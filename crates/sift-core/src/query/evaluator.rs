//! Query evaluation
//!
//! Grammar:
//!
//! ```text
//! QUERY   := NOTBOOL (repeated until the tokens run out)
//! NOTBOOL := '-' ANDBOOL | ANDBOOL
//! ANDBOOL := META ('+' ANDBOOL)?
//! META    := WORD ':' WORD | STRING
//! STRING  := '"' PHRASE '"'? | WORD
//! ```
//!
//! There is no syntax tree. Each production takes the remaining tokens and the
//! candidate list built so far, and returns the tokens it did not consume with
//! the updated list. Clauses therefore compose left to right: a negated clause
//! only filters what has accumulated before it, and a later positive clause can
//! bring a filtered document back.
//!
//! The grammar is total. Stray operators are skipped, a missing closing quote is
//! tolerated, and every production consumes at least one token, so evaluation
//! always terminates. Only the index store can fail.

use std::collections::HashSet;
use std::hash::Hash;

use super::tokenizer::{tokenize, Token};
use crate::index::IndexStore;
use crate::storage::Result;

/// Unconsumed tokens and the candidate list after one production
type Step<'t, D> = Result<(&'t [Token], Vec<D>)>;

/// Documents of `a` also in `b`, deduplicated, in `a`'s order.
fn intersect<D: Clone + Eq + Hash>(a: Vec<D>, b: &[D]) -> Vec<D> {
    let b: HashSet<&D> = b.iter().collect();
    let mut seen = HashSet::new();
    a.into_iter()
        .filter(|d| b.contains(d) && seen.insert(d.clone()))
        .collect()
}

/// Evaluates queries against an index store.
pub struct QueryEvaluator<'s, S: IndexStore + ?Sized> {
    store: &'s S,
}

impl<'s, S: IndexStore + ?Sized> QueryEvaluator<'s, S> {
    pub fn new(store: &'s S) -> Self {
        Self { store }
    }

    /// Tokenize and evaluate `query`.
    ///
    /// The returned candidate list may hold duplicates.
    pub fn evaluate(&self, query: &str) -> Result<Vec<S::DocId>> {
        let tokens = tokenize(query);
        let docs = self.evaluate_tokens(&tokens)?;
        tracing::debug!(
            "Query {:?}: {} tokens, {} candidates",
            query,
            tokens.len(),
            docs.len()
        );
        Ok(docs)
    }

    /// Evaluate an already tokenized query.
    pub fn evaluate_tokens(&self, tokens: &[Token]) -> Result<Vec<S::DocId>> {
        self.query(tokens, Vec::new())
    }

    fn query(&self, mut tokens: &[Token], mut docs: Vec<S::DocId>) -> Result<Vec<S::DocId>> {
        while !tokens.is_empty() {
            (tokens, docs) = self.not_bool(tokens, docs)?;
        }
        Ok(docs)
    }

    fn not_bool<'t>(&self, tokens: &'t [Token], mut docs: Vec<S::DocId>) -> Step<'t, S::DocId> {
        match tokens {
            [Token::Minus, next, ..] if !next.is_operator() => {
                let (rest, negated) = self.and_bool(&tokens[1..], Vec::new())?;
                let negated: HashSet<S::DocId> = negated.into_iter().collect();
                docs.retain(|d| !negated.contains(d));
                Ok((rest, docs))
            }
            _ => self.and_bool(tokens, docs),
        }
    }

    fn and_bool<'t>(&self, tokens: &'t [Token], mut docs: Vec<S::DocId>) -> Step<'t, S::DocId> {
        let (rest, a) = self.meta(tokens, Vec::new())?;

        match rest {
            [Token::Plus, next, ..] if !next.is_operator() => {
                // right-associative: a+b+c is a+(b+c)
                let (rest, b) = self.and_bool(&rest[1..], Vec::new())?;
                docs.extend(intersect(a, &b));
                Ok((rest, docs))
            }
            _ => {
                docs.extend(a);
                Ok((rest, docs))
            }
        }
    }

    fn meta<'t>(&self, tokens: &'t [Token], mut docs: Vec<S::DocId>) -> Step<'t, S::DocId> {
        match tokens {
            [Token::Word(key), Token::Colon, Token::Word(value), ..] => {
                docs.extend(self.store.find_documents_for_metadata(key, value)?);
                Ok((&tokens[3..], docs))
            }
            _ => self.string(tokens, docs),
        }
    }

    fn string<'t>(&self, tokens: &'t [Token], docs: Vec<S::DocId>) -> Step<'t, S::DocId> {
        match tokens {
            [Token::Quote, rest @ ..] => {
                let (rest, docs) = self.phrase(rest, docs)?;
                match rest {
                    [Token::Quote, after @ ..] => Ok((after, docs)),
                    _ => Ok((rest, docs)),
                }
            }
            _ => self.word(tokens, docs),
        }
    }

    /// The words after an opening quote.
    ///
    /// A closing quote ends the run. Any other operator ends it one word early,
    /// leaving that word for the operator's own production (`"a b c:d` is the
    /// phrase `a b` followed by the metadata filter `c:d`). Matches go in front
    /// of the incoming list.
    fn phrase<'t>(&self, tokens: &'t [Token], docs: Vec<S::DocId>) -> Step<'t, S::DocId> {
        let end = match tokens.iter().position(Token::is_operator) {
            None => tokens.len(),
            Some(i) if tokens[i] == Token::Quote => i,
            Some(i) => i.saturating_sub(1),
        };

        let words: Vec<String> = tokens[..end]
            .iter()
            .filter_map(|t| t.as_word().map(String::from))
            .collect();

        let mut found = self.store.documents_with_phrase(&words)?;
        found.extend(docs);
        Ok((&tokens[end..], found))
    }

    fn word<'t>(&self, tokens: &'t [Token], mut docs: Vec<S::DocId>) -> Step<'t, S::DocId> {
        match tokens {
            [] => Ok((tokens, docs)),
            [Token::Word(term), rest @ ..] => {
                docs.extend(self.store.find_documents_for_term(term)?);
                Ok((rest, docs))
            }
            // stray operator with no production of its own
            [_, rest @ ..] => Ok((rest, docs)),
        }
    }
}

/// Evaluate `query` against `store`.
pub fn get_results<S: IndexStore + ?Sized>(query: &str, store: &S) -> Result<Vec<S::DocId>> {
    QueryEvaluator::new(store).evaluate(query)
}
⁂
**Prompt:** Scanning the listing, tally the lines with "negated" in them and state the number by itself.

**Solved exercise:** 4